4. CapGras Delusion. This disorder prompts the afflicted to believe that someone close to them, either a friend, spouse, parent, or close family member has been replaced by a seemingly identical impostor.

Similar to the Fregoli delusion, Capgras delusion is classified as a delusional misidentification syndrome and it can occur in acute, transient, or chronic forms.

 Despite how much a loved one may plead to the sufferer, the afflicted will remain convinced that that person is an impostor.

This most common cases of this delusion are with patients who have been diagnosed with paranoid schizophrenia, but it has also occurred in patients suffering from brain injury and dementia.

3. Stockholm Syndrome. This psychological condition can occur when a hostage begins to develop sympathetic feelings towards their captors.

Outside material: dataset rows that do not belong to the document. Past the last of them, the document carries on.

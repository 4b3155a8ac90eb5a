use async_trait::async_trait;
use reqwest::Client;
use serde::Serialize;

use crate::notifications::encryption::EncryptionService;
use crate::notifications::models::ChannelConfig;

use super::{decrypt, NotificationSender, SenderError};

pub struct TelegramSender {
    client: Client,
}

impl TelegramSender {
    pub fn new() -> Self {
        Self { client: Client::new() }
    }

    /// Escapes text for Telegram MarkdownV2: `_ * [ ] ( ) ~ \` > # + - = | { } . !`
    fn escape_markdown_v2(text: &str) -> String {
        let mut escaped = String::with_capacity(text.len());
        for c in text.chars() {
            if matches!(
                c,
                '_' | '*' | '[' | ']' | '(' | ')' | '~' | '`' | '>' | '#' | '+' | '-' | '=' | '|'
                    | '{' | '}' | '.' | '!'
            ) {
                escaped.push('\\');
            }
            escaped.push(c);
        }
        escaped
    }
}

#[derive(Serialize)]
struct TelegramMessage<'a> {
    chat_id: &'a str,
    text: &'a str,
    parse_mode: &'a str,
}

#[async_trait]
impl NotificationSender for TelegramSender {
    async fn send(
        &self,
        config: &ChannelConfig,
        message: &str,
        enc: &EncryptionService,
    ) -> Result<(), SenderError> {
        let ChannelConfig::Telegram { bot_token_encrypted, chat_id } = config else {
            return Err(SenderError::InvalidConfiguration(
                "expected telegram config".to_string(),
            ));
        };
        let bot_token = decrypt(enc, bot_token_encrypted)?;

        let api_url = format!("https://api.telegram.org/bot{bot_token}/sendMessage");
        let payload = TelegramMessage {
            chat_id,
            text: &Self::escape_markdown_v2(message),
            parse_mode: "MarkdownV2",
        };

        let response = self.client.post(&api_url).json(&payload).send().await?;
        if !response.status().is_success() {
            let body = response.text().await.unwrap_or_default();
            return Err(SenderError::SendFailed(format!("telegram API error: {body}")));
        }
        Ok(())
    }
}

Those experiencing Stockholm syndrome can begin to share their captor’s opinions or start to feel romantic feelings towards them, a bond which can happen due the amount of time spent together.

 2. Diogenes Syndrome. This disorder is characterized by extreme self-neglect and can result in sufferers hoarding rubbish or animals with a lack of shame.

The elderly are most susceptible to Diogenes syndrome and those afflicted generally feel alone and withdrawal themselves from society, filling the void with whatever they can find.

1. Apotemnophilia. This neurological disorder is characterized by the intense urge to amputate a specific limb, but can also make sufferers feel the need to become paralyzed, blind or deaf.

More recently, the psychological disorder has become recognized as body integrity identity disorder (BIID). Sufferers can be completely sane and rational, but have a strong desire to sever a healthy limb.

 People afflicted by this mental illness will sometimes seek surgeons to perform their desired amputation or will deliberately injure the specific limb with the intent that forced emergency medical amputation will be necessary.

Some neuroscientists have idealized the notion that this neurological disorder is caused by an incomplete body image map in the right parietal lobe.